[Stored items]

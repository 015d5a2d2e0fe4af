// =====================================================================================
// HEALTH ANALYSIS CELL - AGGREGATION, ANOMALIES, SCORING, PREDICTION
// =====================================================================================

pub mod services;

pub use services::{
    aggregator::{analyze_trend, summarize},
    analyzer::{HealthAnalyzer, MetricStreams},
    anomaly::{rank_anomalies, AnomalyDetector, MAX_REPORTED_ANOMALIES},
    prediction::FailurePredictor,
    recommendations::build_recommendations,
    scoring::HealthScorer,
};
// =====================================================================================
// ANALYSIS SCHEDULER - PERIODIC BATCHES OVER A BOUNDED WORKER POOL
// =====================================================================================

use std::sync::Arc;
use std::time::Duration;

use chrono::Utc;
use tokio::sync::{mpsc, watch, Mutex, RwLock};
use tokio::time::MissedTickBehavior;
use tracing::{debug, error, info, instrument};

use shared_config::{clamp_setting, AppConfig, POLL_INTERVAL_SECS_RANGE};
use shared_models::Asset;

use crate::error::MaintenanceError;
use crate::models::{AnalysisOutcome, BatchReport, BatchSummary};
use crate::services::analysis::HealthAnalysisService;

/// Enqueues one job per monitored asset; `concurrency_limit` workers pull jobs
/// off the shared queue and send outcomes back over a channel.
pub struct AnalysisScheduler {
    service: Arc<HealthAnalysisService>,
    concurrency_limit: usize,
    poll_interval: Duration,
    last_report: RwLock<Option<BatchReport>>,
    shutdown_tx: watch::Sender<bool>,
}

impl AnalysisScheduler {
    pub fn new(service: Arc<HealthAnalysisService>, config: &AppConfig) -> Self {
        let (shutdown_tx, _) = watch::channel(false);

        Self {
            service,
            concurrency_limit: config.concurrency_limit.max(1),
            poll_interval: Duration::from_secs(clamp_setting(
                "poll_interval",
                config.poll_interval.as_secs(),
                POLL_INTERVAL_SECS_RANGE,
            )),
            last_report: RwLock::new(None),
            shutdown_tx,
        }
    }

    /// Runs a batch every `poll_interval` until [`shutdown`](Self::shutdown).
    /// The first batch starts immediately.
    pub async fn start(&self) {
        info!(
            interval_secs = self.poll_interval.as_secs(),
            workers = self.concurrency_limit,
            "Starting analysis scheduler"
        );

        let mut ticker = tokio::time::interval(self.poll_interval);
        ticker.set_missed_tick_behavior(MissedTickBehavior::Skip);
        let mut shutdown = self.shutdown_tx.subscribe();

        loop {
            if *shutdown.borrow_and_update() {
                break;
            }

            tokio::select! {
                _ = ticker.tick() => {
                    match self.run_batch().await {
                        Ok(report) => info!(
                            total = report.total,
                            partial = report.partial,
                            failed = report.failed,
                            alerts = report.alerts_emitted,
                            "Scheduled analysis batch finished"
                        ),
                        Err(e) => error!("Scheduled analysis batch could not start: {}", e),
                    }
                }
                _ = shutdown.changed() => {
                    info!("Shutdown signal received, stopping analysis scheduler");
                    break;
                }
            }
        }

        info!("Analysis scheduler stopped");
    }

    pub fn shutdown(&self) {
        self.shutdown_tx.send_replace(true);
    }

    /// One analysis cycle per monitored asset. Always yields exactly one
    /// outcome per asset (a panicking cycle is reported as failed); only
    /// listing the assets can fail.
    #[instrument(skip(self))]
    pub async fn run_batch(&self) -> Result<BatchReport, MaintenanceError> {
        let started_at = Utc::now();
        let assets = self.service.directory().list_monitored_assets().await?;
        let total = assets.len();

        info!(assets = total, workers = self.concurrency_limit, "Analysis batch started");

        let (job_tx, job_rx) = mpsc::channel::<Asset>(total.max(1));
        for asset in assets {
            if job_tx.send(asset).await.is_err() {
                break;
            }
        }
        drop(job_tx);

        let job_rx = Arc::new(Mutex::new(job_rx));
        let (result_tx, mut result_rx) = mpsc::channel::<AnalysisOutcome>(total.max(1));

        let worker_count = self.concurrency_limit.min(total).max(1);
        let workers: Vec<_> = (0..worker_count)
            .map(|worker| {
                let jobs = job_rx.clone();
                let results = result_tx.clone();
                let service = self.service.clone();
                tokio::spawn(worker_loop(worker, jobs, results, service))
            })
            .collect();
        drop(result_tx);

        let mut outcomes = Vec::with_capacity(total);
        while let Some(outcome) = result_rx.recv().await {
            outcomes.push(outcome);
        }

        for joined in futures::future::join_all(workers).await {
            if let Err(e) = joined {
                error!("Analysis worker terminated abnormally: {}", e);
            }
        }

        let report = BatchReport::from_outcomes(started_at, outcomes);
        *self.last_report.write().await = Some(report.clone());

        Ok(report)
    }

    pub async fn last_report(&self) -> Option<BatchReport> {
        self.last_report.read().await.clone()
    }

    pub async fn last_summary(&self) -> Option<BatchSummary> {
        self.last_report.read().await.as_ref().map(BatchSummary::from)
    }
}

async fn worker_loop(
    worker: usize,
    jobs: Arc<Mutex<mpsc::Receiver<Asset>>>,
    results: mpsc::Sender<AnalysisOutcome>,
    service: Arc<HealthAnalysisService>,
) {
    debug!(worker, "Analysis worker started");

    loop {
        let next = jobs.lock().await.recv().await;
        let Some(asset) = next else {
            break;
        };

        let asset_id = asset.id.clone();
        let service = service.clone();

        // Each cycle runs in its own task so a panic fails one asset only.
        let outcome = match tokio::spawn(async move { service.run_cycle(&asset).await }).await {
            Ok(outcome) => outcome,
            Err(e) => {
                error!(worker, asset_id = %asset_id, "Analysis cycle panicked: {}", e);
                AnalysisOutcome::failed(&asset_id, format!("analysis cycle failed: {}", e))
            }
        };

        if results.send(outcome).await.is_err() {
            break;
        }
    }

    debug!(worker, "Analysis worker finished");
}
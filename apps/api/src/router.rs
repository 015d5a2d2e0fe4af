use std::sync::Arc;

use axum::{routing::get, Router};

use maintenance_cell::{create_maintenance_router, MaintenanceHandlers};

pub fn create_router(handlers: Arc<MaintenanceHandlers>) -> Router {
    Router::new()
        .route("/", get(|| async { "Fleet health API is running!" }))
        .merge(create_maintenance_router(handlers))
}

:: What to do ::
Transcribe all of the data exactly, leaving no line out.

:: Result below ::
repository 015d5a2d2e0fe4af
// =====================================================================================
// HEALTH ANALYSIS CELL - AGGREGATION, ANOMALIES, SCORING, PREDICTION
// =====================================================================================

pub mod services;

pub use services::{
    aggregator::{analyze_trend, summarize},
    analyzer::{HealthAnalyzer, MetricStreams},
    anomaly::{rank_anomalies, AnomalyDetector, MAX_REPORTED_ANOMALIES},
    prediction::FailurePredictor,
    recommendations::build_recommendations,
    scoring::HealthScorer,
};
// =====================================================================================
// ANALYSIS SCHEDULER - PERIODIC BATCHES OVER A BOUNDED WORKER POOL
// =====================================================================================

use std::sync::Arc;
use std::time::Duration;

use chrono::Utc;
use tokio::sync::{mpsc, watch, Mutex, RwLock};
use tokio::time::MissedTickBehavior;
use tracing::{debug, error, info, instrument};

use shared_config::{clamp_setting, AppConfig, POLL_INTERVAL_SECS_RANGE};
use shared_models::Asset;

use crate::error::MaintenanceError;
use crate::models::{AnalysisOutcome, BatchReport, BatchSummary};
use crate::services::analysis::HealthAnalysisService;

/// Enqueues one job per monitored asset; `concurrency_limit` workers pull jobs
/// off the shared queue and send outcomes back over a channel.
pub struct AnalysisScheduler {
    service: Arc<HealthAnalysisService>,
    concurrency_limit: usize,
    poll_interval: Duration,
    last_report: RwLock<Option<BatchReport>>,
    shutdown_tx: watch::Sender<bool>,
}

impl AnalysisScheduler {
    pub fn new(service: Arc<HealthAnalysisService>, config: &AppConfig) -> Self {
        let (shutdown_tx, _) = watch::channel(false);

        Self {
            service,
            concurrency_limit: config.concurrency_limit.max(1),
            poll_interval: Duration::from_secs(clamp_setting(
                "poll_interval",
                config.poll_interval.as_secs(),
                POLL_INTERVAL_SECS_RANGE,
            )),
            last_report: RwLock::new(None),
            shutdown_tx,
        }
    }

    /// Runs a batch every `poll_interval` until [`shutdown`](Self::shutdown).
    /// The first batch starts immediately.
    pub async fn start(&self) {
        info!(
            interval_secs = self.poll_interval.as_secs(),
            workers = self.concurrency_limit,
            "Starting analysis scheduler"
        );

        let mut ticker = tokio::time::interval(self.poll_interval);
        ticker.set_missed_tick_behavior(MissedTickBehavior::Skip);
        let mut shutdown = self.shutdown_tx.subscribe();

        loop {
            if *shutdown.borrow_and_update() {
                break;
            }

            tokio::select! {
                _ = ticker.tick() => {
                    match self.run_batch().await {
                        Ok(report) => info!(
                            total = report.total,
                            partial = report.partial,
                            failed = report.failed,
                            alerts = report.alerts_emitted,
                            "Scheduled analysis batch finished"
                        ),
                        Err(e) => error!("Scheduled analysis batch could not start: {}", e),
                    }
                }
                _ = shutdown.changed() => {
                    info!("Shutdown signal received, stopping analysis scheduler");
                    break;
                }
            }
        }

        info!("Analysis scheduler stopped");
    }

    pub fn shutdown(&self) {
        self.shutdown_tx.send_replace(true);
    }

    /// One analysis cycle per monitored asset. Always yields exactly one
    /// outcome per asset (a panicking cycle is reported as failed); only
    /// listing the assets can fail.
    #[instrument(skip(self))]
    pub async fn run_batch(&self) -> Result<BatchReport, MaintenanceError> {
        let started_at = Utc::now();
        let assets = self.service.directory().list_monitored_assets().await?;
        let total = assets.len();

        info!(assets = total, workers = self.concurrency_limit, "Analysis batch started");

        let (job_tx, job_rx) = mpsc::channel::<Asset>(total.max(1));
        for asset in assets {
            if job_tx.send(asset).await.is_err() {
                break;
            }
        }
        drop(job_tx);

        let job_rx = Arc::new(Mutex::new(job_rx));
        let (result_tx, mut result_rx) = mpsc::channel::<AnalysisOutcome>(total.max(1));

        let worker_count = self.concurrency_limit.min(total).max(1);
        let workers: Vec<_> = (0..worker_count)
            .map(|worker| {
                let jobs = job_rx.clone();
                let results = result_tx.clone();
                let service = self.service.clone();
                tokio::spawn(worker_loop(worker, jobs, results, service))
            })
            .collect();
        drop(result_tx);

        let mut outcomes = Vec::with_capacity(total);
        while let Some(outcome) = result_rx.recv().await {
            outcomes.push(outcome);
        }

        for joined in futures::future::join_all(workers).await {
            if let Err(e) = joined {
                error!("Analysis worker terminated abnormally: {}", e);
            }
        }

        let report = BatchReport::from_outcomes(started_at, outcomes);
        *self.last_report.write().await = Some(report.clone());

        Ok(report)
    }

    pub async fn last_report(&self) -> Option<BatchReport> {
        self.last_report.read().await.clone()
    }

    pub async fn last_summary(&self) -> Option<BatchSummary> {
        self.last_report.read().await.as_ref().map(BatchSummary::from)
    }
}

async fn worker_loop(
    worker: usize,
    jobs: Arc<Mutex<mpsc::Receiver<Asset>>>,
    results: mpsc::Sender<AnalysisOutcome>,
    service: Arc<HealthAnalysisService>,
) {
    debug!(worker, "Analysis worker started");

    loop {
        let next = jobs.lock().await.recv().await;
        let Some(asset) = next else {
            break;
        };

        let asset_id = asset.id.clone();
        let service = service.clone();

        // Each cycle runs in its own task so a panic fails one asset only.
        let outcome = match tokio::spawn(async move { service.run_cycle(&asset).await }).await {
            Ok(outcome) => outcome,
            Err(e) => {
                error!(worker, asset_id = %asset_id, "Analysis cycle panicked: {}", e);
                AnalysisOutcome::failed(&asset_id, format!("analysis cycle failed: {}", e))
            }
        };

        if results.send(outcome).await.is_err() {
            break;
        }
    }

    debug!(worker, "Analysis worker finished");
}
filename apps/api/src/router.rs
repository 015d5a2d2e0fe4af
use std::sync::Arc;

use axum::{routing::get, Router};

use maintenance_cell::{create_maintenance_router, MaintenanceHandlers};

pub fn create_router(handlers: Arc<MaintenanceHandlers>) -> Router {
    Router::new()
        .route("/", get(|| async { "Fleet health API is running!" }))
        .merge(create_maintenance_router(handlers))
}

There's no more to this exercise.